3.6 Government Intervention Flashcards
Who helps promote competition?
- Competition and Markets Authority (CMA)
What is the aim of controlling mergers?
- Ensure customers are not exploited (poor quality, increase prices)
What is the problem with trying to control mergers?
- Government can suffer from regulatory capture
Why do monopolies need to be controlled?
- They are allocatively and productively inefficient
What 3 methods can CMA use to control monopolies?
- Performance targets
- Price regulations (using RPI-X system)
- Quality standards
What 3 methods can the government use to promote compeititon?
- Promotion of smaller businesses (through subsidization)
- Deregulation
- Competitive tendering (Government allows private sector firms to bid for rights and services)

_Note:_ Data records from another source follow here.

use iced::Size;

/// Parent layout state shared with the session panel.
///
/// The panel never owns `panel_visible`; it reads the flag through its
/// reducer context and asks for changes through effects.
#[derive(Debug, Clone)]
pub(crate) struct ChatLayout {
    window_size: Size,
    wide_layout_min_width: f32,
    panel_visible: bool,
}

impl ChatLayout {
    pub(crate) fn new(window_size: Size, wide_layout_min_width: f32) -> Self {
        Self {
            window_size,
            wide_layout_min_width,
            panel_visible: false,
        }
    }

    pub(crate) fn window_size(&self) -> Size {
        self.window_size
    }

    /// Return whether the window is wide enough to dock the panel.
    pub(crate) fn is_wide(&self) -> bool {
        self.window_size.width >= self.wide_layout_min_width
    }

    /// Raw visibility flag; wide layouts render the panel regardless.
    pub(crate) fn panel_visible(&self) -> bool {
        self.panel_visible
    }

    pub(crate) fn set_panel_visible(&mut self, visible: bool) {
        self.panel_visible = visible;
    }

    pub(crate) fn set_window_size(&mut self, size: Size) {
        self.window_size = size;
    }
}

What are 2 ways the Government can protect Suppliers and Employees?
- Restrictions on Monopsony Power
- Workers rights (e.g., safety laws, contracts)
What is privatisation?
- When the government transfers ownership of a business to the private sector
What is nationalisation?
- When a private sector company is bought by the government
What type of markets are usually nationalised?
- Natural Monopolies
(to maximise social welfare)
What are 3 impacts of Government Intervention?

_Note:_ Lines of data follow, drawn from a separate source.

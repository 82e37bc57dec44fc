mod errors;
mod load_state;
mod model;
mod services;
mod storage;

use load_state::LoadState;
pub(crate) use load_state::OperationKind;
pub(crate) use model::{Session, SessionId};
pub(crate) use services::{JsonSessionService, SessionService};
#[cfg(test)]
pub(crate) use services::MemorySessionService;

/// Ticket identifying one fetch request.
#[derive(Debug, Clone, Copy, PartialEq, Eq)]
pub(crate) struct FetchTicket(u64);

/// Read projection of the store consumed by the session panel.
#[derive(Debug, Clone, Copy)]
pub(crate) struct SessionListView<'a> {
    pub(crate) sessions: &'a [Session],
    pub(crate) fetch_loading: bool,
    pub(crate) fetch_error: Option<&'a str>,
    pub(crate) delete_loading: bool,
}

/// App-level store of query sessions and their load state.
///
/// The store outlives any panel that reads it, so completions that arrive
/// after the panel is gone are still applied here and nowhere else.
#[derive(Debug, Default)]
pub(crate) struct SessionStore {
    sessions: Vec<Session>,
    load: LoadState,
    last_ticket: u64,
}

impl SessionStore {
    pub(crate) fn new() -> Self {
        Self::default()
    }

    /// Return the read projection used for rendering.
    pub(crate) fn view(&self) -> SessionListView<'_> {
        SessionListView {
            sessions: &self.sessions,
            fetch_loading: self.load.is_loading(OperationKind::Fetch),
            fetch_error: self.load.error(OperationKind::Fetch),
            delete_loading: self.load.is_loading(OperationKind::Delete),
        }
    }

    #[cfg(test)]
    pub(crate) fn sessions(&self) -> &[Session] {
        &self.sessions
    }

    pub(crate) fn session(&self, id: &SessionId) -> Option<&Session> {
        self.sessions.iter().find(|session| session.id() == id)
    }

    #[cfg(test)]
    pub(crate) fn load_state(&self) -> &LoadState {
        &self.load
    }

    /// Mark a new fetch as in flight and return its ticket.
    pub(crate) fn begin_fetch(&mut self) -> FetchTicket {
        self.last_ticket += 1;
        self.load.start(OperationKind::Fetch);
        FetchTicket(self.last_ticket)
    }

    /// Apply a fetch completion.
    ///
    /// Returns `false` when a newer fetch was started after `ticket`; the
    /// result is dropped in that case.
    pub(crate) fn apply_fetch(
        &mut self,
        ticket: FetchTicket,
        result: Result<Vec<Session>, String>,
    ) -> bool {
        if ticket.0 != self.last_ticket {
            return false;
        }

        match result {
            Ok(sessions) => {
                self.sessions = sessions;
                self.load.succeed(OperationKind::Fetch);
            },
            Err(message) => {
                self.load.fail(OperationKind::Fetch, message);
            },
        }
        true
    }

    /// Ticket of the most recent fetch.
    #[cfg(test)]
    pub(crate) fn last_ticket(&self) -> FetchTicket {
        FetchTicket(self.last_ticket)
    }

    pub(crate) fn begin_delete(&mut self) {
        self.load.start(OperationKind::Delete);
    }

    /// Apply a delete completion, removing the session on success.
    ///
    /// Returns `true` when a session was removed from the list.
    pub(crate) fn apply_delete(
        &mut self,
        id: &SessionId,
        result: Result<(), String>,
    ) -> bool {
        match result {
            Ok(()) => {
                self.load.succeed(OperationKind::Delete);
                let before = self.sessions.len();
                self.sessions.retain(|session| session.id() != id);
                self.sessions.len() != before
            },
            Err(message) => {
                self.load.fail(OperationKind::Delete, message);
                false
            },
        }
    }
}

#[cfg(test)]
mod tests {
    use chrono::DateTime;

    use super::*;

    fn session(id: &str) -> Session {
        let created_at = DateTime::from_timestamp(1_700_000_000, 0)
            .expect("timestamp should be valid");
        Session::new(SessionId::from(id), format!("Title {id}"), created_at)
    }

    #[test]
    fn given_new_store_when_fetch_begins_then_projection_is_loading() {
        let mut store = SessionStore::new();

        let _ticket = store.begin_fetch();

        let view = store.view();
        assert!(view.fetch_loading);
        assert!(view.fetch_error.is_none());
        assert!(view.sessions.is_empty());
    }

    #[test]
    fn given_fetch_succeeds_when_applied_then_sessions_keep_service_order() {
        let mut store = SessionStore::new();
        let ticket = store.begin_fetch();

        assert!(
            store.apply_fetch(ticket, Ok(vec![session("b"), session("a")]))
        );

        let view = store.view();
        assert!(!view.fetch_loading);
        assert_eq!(view.sessions[0].id().as_str(), "b");
        assert_eq!(view.sessions[1].id().as_str(), "a");
    }

    #[test]
    fn given_failed_fetch_when_refetched_then_previous_error_is_cleared() {
        let mut store = SessionStore::new();
        let ticket = store.begin_fetch();
        store.apply_fetch(ticket, Err(String::from("offline")));
        assert_eq!(store.view().fetch_error, Some("offline"));

        let _retry = store.begin_fetch();

        let view = store.view();
        assert!(view.fetch_loading);
        assert!(view.fetch_error.is_none());
    }

    #[test]
    fn given_stale_ticket_when_applied_then_result_is_dropped() {
        let mut store = SessionStore::new();
        let stale = store.begin_fetch();
        let fresh = store.begin_fetch();

        assert!(!store.apply_fetch(stale, Ok(vec![session("old")])));
        assert!(store.view().fetch_loading);

        assert!(store.apply_fetch(fresh, Ok(vec![session("new")])));
        assert_eq!(store.sessions()[0].id().as_str(), "new");
    }

    #[test]
    fn given_delete_succeeds_when_applied_then_session_is_removed() {
        let mut store = SessionStore::new();
        let ticket = store.begin_fetch();
        store.apply_fetch(
            ticket,
            Ok(vec![session("a"), session("b"), session("c")]),
        );
        store.begin_delete();

        assert!(store.apply_delete(&SessionId::from("b"), Ok(())));

        let ids: Vec<&str> =
            store.sessions().iter().map(|s| s.id().as_str()).collect();
        assert_eq!(ids, vec!["a", "c"]);
    }

    #[test]
    fn given_delete_fails_when_applied_then_session_is_kept_and_error_recorded()
    {
        let mut store = SessionStore::new();
        let ticket = store.begin_fetch();
        store.apply_fetch(ticket, Ok(vec![session("a")]));
        store.begin_delete();

        assert!(!store.apply_delete(
            &SessionId::from("a"),
            Err(String::from("denied"))
        ));

        assert_eq!(store.sessions().len(), 1);
        assert_eq!(
            store.load_state().error(OperationKind::Delete),
            Some("denied")
        );
        assert!(store.view().fetch_error.is_none());
    }
}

- Can prevent monopolies from exploiting (higher prices)
- Can ensure better quality and choice
- Can prevent too much market share
How can Governments ensure efficiency? 2 ways
- Price regulation (can ensure costs are kept low to prevent x-inefficiency)
- Can increase dynamic efficiency (by encouraging investment)

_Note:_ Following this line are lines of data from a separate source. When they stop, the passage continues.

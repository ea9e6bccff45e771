//! Filtered consume-or-release over a shared queue.
//!
//! Any number of independent waiters may read the same queue, each looking
//! for its own messages. One step of a waiter is:
//!
//! 1. read at most one message, with a long wait and a short lease;
//! 2. let the caller inspect it;
//! 3. act on the verdict:
//!    - **accept**: delete the message, it is consumed for good;
//!    - **poison**: delete the message, it can never be consumed;
//!    - **reject**: release the lease at once so the rightful waiter can
//!      see it, then back off briefly so two waiters do not bounce the same
//!      message back and forth in a tight loop.
//!
//! Deleting only on accept or poison, and never holding a lease on a
//! message the waiter will not consume, is what keeps concurrent waiters
//! from starving each other.
//!
//! Failing to delete or release is logged and otherwise ignored: the lease
//! lapses by itself and the message is read again.

use std::time::Duration;

use crate::{
    // ---
    log_debug,
    log_warn,
    Delivery,
    QueuePtr,
    ReceiveOptions,
    Result,
    RpcError,
};

/// Caller's verdict on an inspected message.
#[derive(Debug)]
pub enum Inspection<T> {
    /// The message is the one being waited for.
    Accept(T),

    /// Someone else's message.
    Reject,

    /// The message cannot be processed by anyone.
    Poison(String),
}

/// Outcome of one [`FilteredConsumer::poll_once`] step.
#[derive(Debug)]
pub enum PollStep<T> {
    /// Nothing was visible.
    Empty,

    /// A message was accepted and deleted.
    Accepted(T),

    /// A message was rejected and its lease released.
    Released,

    /// A poison message was deleted.
    Discarded,
}

/// Reads one message at a time from a shared queue and consumes, releases
/// or discards it according to the caller's inspection.
#[derive(Clone)]
pub struct FilteredConsumer {
    // ---
    queue: QueuePtr,
    options: ReceiveOptions,
    mismatch_backoff: Duration,
}

impl FilteredConsumer {
    // ---
    /// Create a consumer reading with the given long wait and lease.
    ///
    /// The batch size is always one: examining one message at a time keeps
    /// leases off messages this consumer will not take.
    pub fn new(
        queue: QueuePtr,
        wait_time: Duration,
        visibility_timeout: Duration,
        mismatch_backoff: Duration,
    ) -> Self {
        // ---
        Self {
            queue,
            options: ReceiveOptions::single(wait_time, visibility_timeout),
            mismatch_backoff,
        }
    }

    /// Perform one read-inspect-act step.
    ///
    /// # Errors
    ///
    /// Returns [`RpcError::ChannelRead`] if the read itself fails. Failures
    /// to delete or release are not errors.
    pub async fn poll_once<T, F>(&self, inspect: F) -> Result<PollStep<T>>
    where
        F: FnOnce(&Delivery) -> Inspection<T>,
    {
        // ---
        let mut batch = self
            .queue
            .receive(self.options)
            .await
            .map_err(|e| RpcError::ChannelRead(e.to_string()))?;

        let Some(delivery) = batch.pop() else {
            return Ok(PollStep::Empty);
        };

        // Anything beyond the first is not ours to hold.
        for extra in batch {
            self.release(&extra).await;
        }

        match inspect(&delivery) {
            Inspection::Accept(value) => {
                self.delete(&delivery, "accepted").await;
                Ok(PollStep::Accepted(value))
            }
            Inspection::Poison(reason) => {
                log_warn!(
                    "{}: discarding poison message {}: {reason}",
                    self.queue.name(),
                    delivery.message_id
                );
                self.delete(&delivery, "poison").await;
                Ok(PollStep::Discarded)
            }
            Inspection::Reject => {
                self.release(&delivery).await;
                tokio::time::sleep(self.mismatch_backoff).await;
                Ok(PollStep::Released)
            }
        }
    }

    async fn delete(&self, delivery: &Delivery, why: &str) {
        // ---
        if let Err(err) = self.queue.delete(&delivery.receipt).await {
            log_warn!(
                "{}: failed to delete {} message {}: {err}",
                self.queue.name(),
                why,
                delivery.message_id
            );
        }
    }

    async fn release(&self, delivery: &Delivery) {
        // ---
        match self
            .queue
            .change_visibility(&delivery.receipt, Duration::ZERO)
            .await
        {
            Ok(()) => log_debug!(
                "{}: released message {} (receive #{})",
                self.queue.name(),
                delivery.message_id,
                delivery.attributes.receive_count
            ),
            Err(err) => log_warn!(
                "{}: failed to release message {}: {err}",
                self.queue.name(),
                delivery.message_id
            ),
        }
    }
}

What is the downside to efficiency if the government regulates to strongly?
- Can push costs up
What are the 2 pros and 2 cons of a government run business?
Pros:
- Reduces price and ensure quality
- Likely to be allocatively efficient ]
Cons:
- Will see lower economies of scale
- Can be x-inefficient (due to lack of competition, therefore lack of incentive to be efficient)
What are 2 limits of government intervention?
- Regulatory capture (empathy towards producers, therefore being unable to regulate properly)
- Asymmetric information (Industries giving incorrect information to the government)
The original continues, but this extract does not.